Stored data entries
▬▬▬▬▬▬▬▬▬▬

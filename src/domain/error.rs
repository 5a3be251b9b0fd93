//! Domain error types.

use std::fmt;

/// The kind of dataset a lookup was addressed to.
#[derive(Debug, Clone, Copy, PartialEq, Eq)]
pub enum DatasetKind {
    Ticker,
    TradeLog,
    Returns,
    Benchmark,
}

impl fmt::Display for DatasetKind {
    fn fmt(&self, f: &mut fmt::Formatter<'_>) -> fmt::Result {
        let name = match self {
            DatasetKind::Ticker => "ticker",
            DatasetKind::TradeLog => "trade log",
            DatasetKind::Returns => "return series",
            DatasetKind::Benchmark => "benchmark",
        };
        f.write_str(name)
    }
}

/// Top-level error type for slopefilter.
#[derive(Debug, thiserror::Error)]
pub enum SlopeFilterError {
    #[error("{kind} not found: {name}")]
    NotFound { kind: DatasetKind, name: String },

    #[error("failed to parse {source_name}: {reason}")]
    DataParse { source_name: String, reason: String },

    #[error("config parse error in {file}: {reason}")]
    ConfigParse { file: String, reason: String },

    #[error("missing config key [{section}] {key}")]
    ConfigMissing { section: String, key: String },

    #[error("invalid config value [{section}] {key}: {reason}")]
    ConfigInvalid {
        section: String,
        key: String,
        reason: String,
    },

    #[error("invalid branch {branch}: {reason}")]
    InvalidBranch { branch: String, reason: String },

    #[error("report error: {reason}")]
    Report { reason: String },

    #[error(transparent)]
    Io(#[from] std::io::Error),
}

impl SlopeFilterError {
    pub fn invalid(section: &str, key: &str, reason: impl Into<String>) -> Self {
        SlopeFilterError::ConfigInvalid {
            section: section.to_string(),
            key: key.to_string(),
            reason: reason.into(),
        }
    }

    pub fn missing(section: &str, key: &str) -> Self {
        SlopeFilterError::ConfigMissing {
            section: section.to_string(),
            key: key.to_string(),
        }
    }

    pub fn is_not_found(&self) -> bool {
        matches!(self, SlopeFilterError::NotFound { .. })
    }

    /// Process exit status for this error class.
    pub fn exit_status(&self) -> u8 {
        match self {
            SlopeFilterError::Io(_) => 1,
            SlopeFilterError::ConfigParse { .. }
            | SlopeFilterError::ConfigMissing { .. }
            | SlopeFilterError::ConfigInvalid { .. } => 2,
            SlopeFilterError::DataParse { .. } => 3,
            SlopeFilterError::InvalidBranch { .. } => 4,
            SlopeFilterError::NotFound { .. } => 5,
            SlopeFilterError::Report { .. } => 6,
        }
    }
}

impl From<&SlopeFilterError> for std::process::ExitCode {
    fn from(err: &SlopeFilterError) -> Self {
        std::process::ExitCode::from(err.exit_status())
    }
}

▬▬▬▬▬▬▬▬▬▬

### What to work on
When you answer, set down the entries above precisely as they read.

### Response
filename src/domain/error.rs
repository 5a3be251b9b0fd93
//! Domain error types.

use std::fmt;

/// The kind of dataset a lookup was addressed to.
#[derive(Debug, Clone, Copy, PartialEq, Eq)]
pub enum DatasetKind {
    Ticker,
    TradeLog,
    Returns,
    Benchmark,
}

impl fmt::Display for DatasetKind {
    fn fmt(&self, f: &mut fmt::Formatter<'_>) -> fmt::Result {
        let name = match self {
            DatasetKind::Ticker => "ticker",
            DatasetKind::TradeLog => "trade log",
            DatasetKind::Returns => "return series",
            DatasetKind::Benchmark => "benchmark",
        };
        f.write_str(name)
    }
}

/// Top-level error type for slopefilter.
#[derive(Debug, thiserror::Error)]
pub enum SlopeFilterError {
    #[error("{kind} not found: {name}")]
    NotFound { kind: DatasetKind, name: String },

    #[error("failed to parse {source_name}: {reason}")]
    DataParse { source_name: String, reason: String },

    #[error("config parse error in {file}: {reason}")]
    ConfigParse { file: String, reason: String },

    #[error("missing config key [{section}] {key}")]
    ConfigMissing { section: String, key: String },

    #[error("invalid config value [{section}] {key}: {reason}")]
    ConfigInvalid {
        section: String,
        key: String,
        reason: String,
    },

    #[error("invalid branch {branch}: {reason}")]
    InvalidBranch { branch: String, reason: String },

    #[error("report error: {reason}")]
    Report { reason: String },

    #[error(transparent)]
    Io(#[from] std::io::Error),
}

impl SlopeFilterError {
    pub fn invalid(section: &str, key: &str, reason: impl Into<String>) -> Self {
        SlopeFilterError::ConfigInvalid {
            section: section.to_string(),
            key: key.to_string(),
            reason: reason.into(),
        }
    }

    pub fn missing(section: &str, key: &str) -> Self {
        SlopeFilterError::ConfigMissing {
            section: section.to_string(),
            key: key.to_string(),
        }
    }

    pub fn is_not_found(&self) -> bool {
        matches!(self, SlopeFilterError::NotFound { .. })
    }

    /// Process exit status for this error class.
    pub fn exit_status(&self) -> u8 {
        match self {
            SlopeFilterError::Io(_) => 1,
            SlopeFilterError::ConfigParse { .. }
            | SlopeFilterError::ConfigMissing { .. }
            | SlopeFilterError::ConfigInvalid { .. } => 2,
            SlopeFilterError::DataParse { .. } => 3,
            SlopeFilterError::InvalidBranch { .. } => 4,
            SlopeFilterError::NotFound { .. } => 5,
            SlopeFilterError::Report { .. } => 6,
        }
    }
}

impl From<&SlopeFilterError> for std::process::ExitCode {
    fn from(err: &SlopeFilterError) -> Self {
        std::process::ExitCode::from(err.exit_status())
    }
}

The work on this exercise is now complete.